• [Problem to work on]:
Copy out the lines below that hold the word "Result".

• [Data extract]:
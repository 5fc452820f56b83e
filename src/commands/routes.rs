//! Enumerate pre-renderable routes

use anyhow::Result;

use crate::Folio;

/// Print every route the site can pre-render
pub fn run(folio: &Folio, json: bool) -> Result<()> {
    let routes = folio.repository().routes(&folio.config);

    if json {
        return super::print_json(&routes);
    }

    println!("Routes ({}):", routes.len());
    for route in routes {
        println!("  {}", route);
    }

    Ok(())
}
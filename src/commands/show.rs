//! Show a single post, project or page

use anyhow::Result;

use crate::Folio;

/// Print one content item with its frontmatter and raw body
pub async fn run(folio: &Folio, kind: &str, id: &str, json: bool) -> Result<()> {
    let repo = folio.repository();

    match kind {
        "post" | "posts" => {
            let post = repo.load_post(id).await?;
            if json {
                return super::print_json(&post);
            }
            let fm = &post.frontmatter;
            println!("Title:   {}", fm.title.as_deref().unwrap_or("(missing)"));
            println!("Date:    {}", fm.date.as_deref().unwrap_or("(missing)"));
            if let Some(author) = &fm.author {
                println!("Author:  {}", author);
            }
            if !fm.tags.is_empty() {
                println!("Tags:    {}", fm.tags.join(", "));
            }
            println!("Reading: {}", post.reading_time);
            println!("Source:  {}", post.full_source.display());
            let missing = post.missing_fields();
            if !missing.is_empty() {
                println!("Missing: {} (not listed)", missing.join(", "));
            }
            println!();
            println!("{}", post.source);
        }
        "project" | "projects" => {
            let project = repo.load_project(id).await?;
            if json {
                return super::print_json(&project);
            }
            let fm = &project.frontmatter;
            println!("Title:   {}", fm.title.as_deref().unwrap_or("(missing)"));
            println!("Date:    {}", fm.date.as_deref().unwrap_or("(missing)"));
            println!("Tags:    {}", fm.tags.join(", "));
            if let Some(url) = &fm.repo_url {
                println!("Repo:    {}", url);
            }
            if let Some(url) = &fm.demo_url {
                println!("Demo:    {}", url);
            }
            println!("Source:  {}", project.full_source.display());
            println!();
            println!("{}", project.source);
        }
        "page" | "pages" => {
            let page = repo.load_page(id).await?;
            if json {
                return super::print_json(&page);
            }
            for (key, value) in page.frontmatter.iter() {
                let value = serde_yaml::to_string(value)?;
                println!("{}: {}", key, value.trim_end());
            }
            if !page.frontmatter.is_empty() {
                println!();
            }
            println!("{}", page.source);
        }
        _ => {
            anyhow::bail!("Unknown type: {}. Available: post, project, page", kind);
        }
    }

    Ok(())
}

• [Written solution]:
use anyhow::Result;
pub fn run(folio: &Folio, json: bool) -> Result<()> {
use anyhow::Result;
pub async fn run(folio: &Folio, kind: &str, id: &str, json: bool) -> Result<()> {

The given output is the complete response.